- **DATASET**:
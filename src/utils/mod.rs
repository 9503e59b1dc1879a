use crate::ir::function::Function;

pub mod diagnostics;
pub mod formatting;

/// Renders a function's control-flow graph as graphviz dot text.
pub fn cfg_dot(function: &Function) -> String {
    use std::fmt::Write;

    let mut dot = String::new();
    writeln!(dot, "digraph \"{}\" {{", function.name).unwrap();
    writeln!(dot, "  node [shape=box, fontname=monospace];").unwrap();
    for (block_ref, block) in function.iter_blocks() {
        let mut label = format!("{}\\l", block_ref);
        for inst_ref in &block.insts {
            label.push_str(&format!(
                "{} = {}\\l",
                inst_ref,
                function.inst(*inst_ref)
            ));
        }
        label.push_str(&format!("{}\\l", block.term));
        writeln!(
            dot,
            "  {} [label=\"{}\"];",
            block_ref.0,
            label.replace('"', "\\\"")
        )
        .unwrap();
        let mut term = block.term.clone();
        term.for_each_block_ref(|succ| {
            writeln!(dot, "  {} -> {};", block_ref.0, succ.0).unwrap();
        });
    }
    writeln!(dot, "}}").unwrap();
    dot
}

/// Opens and shows a graphviz dot file in the default viewer.
pub fn show_graphviz(dot: &str) {
    use std::io::Write;
    use std::process::{Command, Stdio};
    use tempfile::Builder;

    let process = Command::new("dot")
        .arg("-Tsvg")
        .stdin(Stdio::piped())
        .stdout(Stdio::piped())
        .spawn()
        .expect("can't spawn dot");
    process
        .stdin
        .as_ref()
        .unwrap()
        .write_all(dot.as_bytes())
        .unwrap();
    let output = process.wait_with_output().expect("can't read dot output");
    let mut tempfile = Builder::new()
        .prefix("cellvm-opt")
        .suffix(".svg")
        .tempfile()
        .expect("can't create temp file");
    tempfile
        .write_all(&output.stdout)
        .expect("can't write to temp file");
    tempfile.flush().expect("can't flush temp file");
    let (_, path) = tempfile.keep().expect("can't keep temp file");
    opener::open(path).expect("can't open temp file");
}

- **DESCRIPTION OF THE TASK**: For each line above that contains "term", make a copy.

- **WRITTEN ANSWER**:
        label.push_str(&format!("{}\\l", block.term));
        let mut term = block.term.clone();
        term.for_each_block_ref(|succ| {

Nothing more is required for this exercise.